GUYLER, Deryck  [1914-1999]


Deryck Guyler was born on 29 April 1914 in Wallasey. His father, Samuel, was a jeweller and pawnbroker, his father William having founded the business. The family soon moved across the river and Guyler spent his early years in Liverpool. First living at 12 Prescot Drive L6 (now demolished)by the early 1920's they had moved to 113 Hartington Road L8. Living next door to them at number 111 was a young girl called Irené Eastwood, who would also find fame in the world of entertainment when she changed her name to Anne Ziegler and teamed up with Webster Booth. Just before the war they moved to a large house overlooking Sefton Park at 13 Aigburth Drive. The young Guyler attended  Liverpool College.

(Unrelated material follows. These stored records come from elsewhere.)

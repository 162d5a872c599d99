//! Deck slots and the playback handle contract.
//!
//! A deck is one of two fixed slots. The handle bound to a slot is owned
//! by the host; the session only borrows it through `Arc`.

use std::future::Future;

use thiserror::Error;


/// Number of deck slots. Slot identity is positional.
pub const DECK_COUNT: usize = 2;


/// Errors a deck handle can report when starting playback.
#[derive( Debug, Clone, PartialEq, Error )]
pub enum DeckError {
    #[error( "Playback not allowed: {0}" )]
    NotAllowed( String ),

    #[error( "Source not supported: {0}" )]
    Unsupported( String ),

    #[error( "Playback aborted: {0}" )]
    Aborted( String ),

    #[error( "Output device error: {0}" )]
    Device( String ),
}


/// External, mutable audio playback handle bound to a deck slot.
///
/// All methods take `&self`: a handle is shared between the host and the
/// session, so implementations keep their mutable state behind interior
/// mutability.
pub trait DeckHandle: Send + Sync + 'static {
    /// Current playback position in seconds.
    fn current_time( &self ) -> f64;

    /// Moves the playback position to `time` seconds.
    fn set_current_time( &self, time: f64 );

    /// Track length in seconds. May be NaN or infinite until metadata loads.
    fn duration( &self ) -> f64;

    /// Returns true while the handle is not advancing.
    fn is_paused( &self ) -> bool;

    /// Pauses playback without touching the position.
    fn pause( &self );

    /// Binds a new source identifier to the handle.
    fn load( &self, source: &str );

    /// Starts playback. Resolves once the output is actually running.
    fn play( &self ) -> impl Future<Output = Result<(), DeckError>> + Send;
}


/// Returns the slot that is not `index`.
pub fn other_index( index: usize ) -> usize {
    if index == 0 { 1 } else { 0 }
}


/// Returns true if `index` names one of the deck slots.
pub fn is_valid_index( index: usize ) -> bool {
    index < DECK_COUNT
}


#[cfg( test )]
mod tests {
    use super::*;


    #[test]
    fn test_other_index() {
        assert_eq!( other_index( 0 ), 1 );
        assert_eq!( other_index( 1 ), 0 );
    }


    #[test]
    fn test_valid_index() {
        assert!( is_valid_index( 0 ) );
        assert!( is_valid_index( 1 ) );
        assert!( !is_valid_index( 2 ) );
        assert!( !is_valid_index( usize::MAX ) );
    }
}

Guyler had married during the war and in 1945 he and his wife Margaret were back at Hartington Road, this time at number 135. She had been in the entertainment business too, as Paddy, one of the Lennox Trio of dancers.

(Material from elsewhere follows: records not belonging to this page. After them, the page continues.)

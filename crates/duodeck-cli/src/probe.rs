//! Track probing via Symphonia
//!
//! Reads only the container headers: enough to learn a track's length and
//! tags without decoding any audio.

use std::fs::File;
use std::path::Path;

use anyhow::{ anyhow, Context, Result };
use symphonia::core::codecs::CODEC_TYPE_NULL;
use symphonia::core::formats::FormatOptions;
use symphonia::core::io::{ MediaSourceStream, MediaSourceStreamOptions };
use symphonia::core::meta::{ MetadataOptions, StandardTagKey, Tag };
use symphonia::core::probe::Hint;


/// What a probe learned about a track.
#[derive( Debug, Clone, Default, PartialEq )]
pub struct TrackInfo {
    /// Length in seconds, if the container reports one.
    pub duration: Option<f64>,
    pub title: Option<String>,
    pub artist: Option<String>,
}


impl TrackInfo {
    /// Returns "Artist - Title", falling back to whatever is known.
    pub fn label( &self ) -> Option<String> {
        match ( &self.artist, &self.title ) {
            ( Some( artist ), Some( title ) ) => Some( format!( "{} - {}", artist, title ) ),
            ( None, Some( title ) ) => Some( title.clone() ),
            _ => None,
        }
    }
}


/// Probes an audio file.
///
/// Supports SMB/UNC paths transparently via std::fs.
pub fn probe( path: &Path ) -> Result<TrackInfo> {
    // Use larger buffer for network paths (SMB)
    let buffer_len = if path.starts_with( r"\\" ) {
        256 * 1024
    } else {
        64 * 1024
    };

    let file = File::open( path ).with_context( || format!( "Failed to open {:?}", path ) )?;
    let mss = MediaSourceStream::new( Box::new( file ), MediaSourceStreamOptions { buffer_len } );

    let mut hint = Hint::new();
    if let Some( ext ) = path.extension().and_then( |e| e.to_str() ) {
        hint.with_extension( ext );
    }

    let mut probed = symphonia::default::get_probe()
        .format( &hint, mss, &FormatOptions::default(), &MetadataOptions::default() )
        .map_err( |e| anyhow!( "Unsupported format {:?}: {}", path, e ) )?;

    let track = probed.format
        .tracks()
        .iter()
        .find( |t| t.codec_params.codec != CODEC_TYPE_NULL )
        .ok_or_else( || anyhow!( "No audio track in {:?}", path ) )?;

    let params = &track.codec_params;
    let duration = match ( params.n_frames, params.sample_rate ) {
        ( Some( frames ), Some( rate ) ) if rate > 0 => Some( frames as f64 / rate as f64 ),
        _ => None,
    };

    let mut info = TrackInfo { duration, ..TrackInfo::default() };

    // Probe metadata (ID3 tags, etc.) first, then the container's own
    if let Some( metadata ) = probed.metadata.get() {
        if let Some( revision ) = metadata.current() {
            extract_tags( &mut info, revision.tags() );
        }
    }
    if let Some( revision ) = probed.format.metadata().current() {
        extract_tags( &mut info, revision.tags() );
    }

    tracing::debug!( "Probed {:?}: {:?}", path, info );
    Ok( info )
}


fn extract_tags( info: &mut TrackInfo, tags: &[Tag] ) {
    for tag in tags {
        match tag.std_key {
            Some( StandardTagKey::TrackTitle ) if info.title.is_none() => {
                info.title = Some( tag.value.to_string() );
            }
            Some( StandardTagKey::Artist ) if info.artist.is_none() => {
                info.artist = Some( tag.value.to_string() );
            }
            _ => {}
        }
    }
}


#[cfg( test )]
mod tests {
    use super::*;


    #[test]
    fn test_missing_file() {
        assert!( probe( Path::new( "/nonexistent/track.mp3" ) ).is_err() );
    }


    #[test]
    fn test_label() {
        let info = TrackInfo {
            duration: None,
            title: Some( "Windowlicker".into() ),
            artist: Some( "Aphex Twin".into() ),
        };
        assert_eq!( info.label().as_deref(), Some( "Aphex Twin - Windowlicker" ) );

        let untitled = TrackInfo { artist: Some( "Unknown".into() ), ..TrackInfo::default() };
        assert_eq!( untitled.label(), None );
    }
}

He had tried his hand at a number of occupations, including a year spent at theological college, but found his way into the Liverpool repertory company in 1935 and appeared in a variety of roles as well as spending time in a music-hall singing act. The war saw him enlisted into the RAF but after being invalided out he returned to performing, firstly with ENSA and then with the BBC drama and repertory company in Manchester. It was in the war years that he gained some national prominence as a cast member of the hugely popular radio comedy show It’s That Man Again (ITMA), starring fellow Liverpudlian Tommy Handley. In the show he played a character called Frisby Dyke, the name being taken from that of a shop in Liverpool’s Bold Street. 

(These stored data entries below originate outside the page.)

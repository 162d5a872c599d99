//! Session configuration
//!
//! Accepted once at construction. Everything has a default, so
//! `SessionConfig::default()` yields a working session with no overlap
//! callback and no diagnostic sink.

use std::error::Error;
use std::fmt;
use std::future::Future;
use std::pin::Pin;
use std::sync::Arc;
use std::time::Duration;

use crate::diagnostic::{ Diagnostic, DiagnosticSink };


/// Default number of seconds before the end of a track at which the
/// overlap callback fires.
pub const DEFAULT_OVERLAP_SECONDS: f64 = 5.0;

/// Default progress polling period.
pub const DEFAULT_POLL_INTERVAL: Duration = Duration::from_millis( 100 );

/// Shortest accepted polling period.
pub const MIN_POLL_INTERVAL: Duration = Duration::from_millis( 1 );


/// Boxed, sendable future.
pub type BoxFuture<T> = Pin<Box<dyn Future<Output = T> + Send + 'static>>;

/// Error returned by an overlap callback.
pub type OverlapError = Box<dyn Error + Send + Sync>;

/// Callback invoked once per approach to the end of the active track.
pub type OverlapCallback = Arc<dyn Fn() -> BoxFuture<Result<(), OverlapError>> + Send + Sync>;


/// Configuration for a `DeckSession`.
#[derive( Clone )]
pub struct SessionConfig {
    /// Seconds before the end of the active track at which to trigger.
    pub overlap_seconds: f64,

    /// Period of the progress polling timer.
    pub poll_interval: Duration,

    /// Optional overlap callback.
    pub on_overlap: Option<OverlapCallback>,

    /// Optional diagnostic sink. Diagnostics always reach `tracing`.
    pub logger: Option<DiagnosticSink>,
}


impl Default for SessionConfig {
    fn default() -> Self {
        Self {
            overlap_seconds: DEFAULT_OVERLAP_SECONDS,
            poll_interval: DEFAULT_POLL_INTERVAL,
            on_overlap: None,
            logger: None,
        }
    }
}


impl SessionConfig {
    /// Creates a configuration with default values.
    pub fn new() -> Self {
        Self::default()
    }


    /// Sets the overlap window length in seconds.
    pub fn with_overlap_seconds( mut self, seconds: f64 ) -> Self {
        self.overlap_seconds = seconds;
        self
    }


    /// Sets the polling period. Periods under 1 ms are clamped.
    pub fn with_poll_interval( mut self, interval: Duration ) -> Self {
        self.poll_interval = interval.max( MIN_POLL_INTERVAL );
        self
    }


    /// Sets the overlap callback.
    ///
    /// @param callback - Called with no arguments; the returned future is
    ///                   awaited before the overlap guard is released
    pub fn on_overlap<F, Fut>( mut self, callback: F ) -> Self
    where
        F: Fn() -> Fut + Send + Sync + 'static,
        Fut: Future<Output = Result<(), OverlapError>> + Send + 'static,
    {
        let callback: OverlapCallback = Arc::new( move || Box::pin( callback() ) as BoxFuture<_> );
        self.on_overlap = Some( callback );
        self
    }


    /// Sets the diagnostic sink.
    pub fn with_logger<F>( mut self, logger: F ) -> Self
    where
        F: Fn( &Diagnostic ) + Send + Sync + 'static,
    {
        let logger: DiagnosticSink = Arc::new( logger );
        self.logger = Some( logger );
        self
    }
}


impl fmt::Debug for SessionConfig {
    fn fmt( &self, f: &mut fmt::Formatter<'_> ) -> fmt::Result {
        f.debug_struct( "SessionConfig" )
            .field( "overlap_seconds", &self.overlap_seconds )
            .field( "poll_interval", &self.poll_interval )
            .field( "on_overlap", &self.on_overlap.is_some() )
            .field( "logger", &self.logger.is_some() )
            .finish()
    }
}


#[cfg( test )]
mod tests {
    use super::*;


    #[test]
    fn test_defaults() {
        let config = SessionConfig::default();
        assert_eq!( config.overlap_seconds, 5.0 );
        assert_eq!( config.poll_interval, Duration::from_millis( 100 ) );
        assert!( config.on_overlap.is_none() );
        assert!( config.logger.is_none() );
    }


    #[test]
    fn test_zero_interval_clamped() {
        let config = SessionConfig::new().with_poll_interval( Duration::ZERO );
        assert_eq!( config.poll_interval, MIN_POLL_INTERVAL );
    }


    #[test]
    fn test_builder() {
        let config = SessionConfig::new()
            .with_overlap_seconds( 8.0 )
            .on_overlap( || async { Ok::<(), OverlapError>(()) } )
            .with_logger( |_| {} );

        assert_eq!( config.overlap_seconds, 8.0 );
        assert!( config.on_overlap.is_some() );
        assert!( config.logger.is_some() );
    }
}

His later radio work included the classic Journey into Space series in the 1950’s and The Men from the Ministry, in which he starred with Richard Murdoch from 1966 to 1977. On television he was a regular in Sykes and Please, Sir. He appeared in a number of films, including both the Beatles' Hard Day's Night and Gerry Marsden's Ferry Cross the Mersey. His distinctive voice was heard on countless voice-overs for commercials and on documentaries. In 1955 he appeared in a short documentary entitled Main Street Mersey in which he takes his nephew Keith on a sightseeing tour of Liverpool. The film can be viewed on the British Film Institute website.​

Guyler was ever a modest man, talking of his good fortune in managing to land so many ‘old codger’ parts. Off-screen he was a man of varied talents and interests. A jazz enthusiast, his expertise on the washboard featured on many TV shows including Morecambe and Wise and even resulted in his appearing of three tracks of a Shakin Stevens album. [See on YouTube] He owned a collection of model soldiers which numbered in excess of 10,000, making it one of the largest in the country.​

He retired to Australia in 1983 and lived there until his death in 1999.



113 Hartington Road L8

Young Deryck's next door neighbour at 111 was Anne Ziegler.

13 Aigburth Drive

A substantial home located where Lark Lane meets Aigburth Drive.

135 Hartington Road L8

Guyler and his wife Margaret lived here just after the war in 1946.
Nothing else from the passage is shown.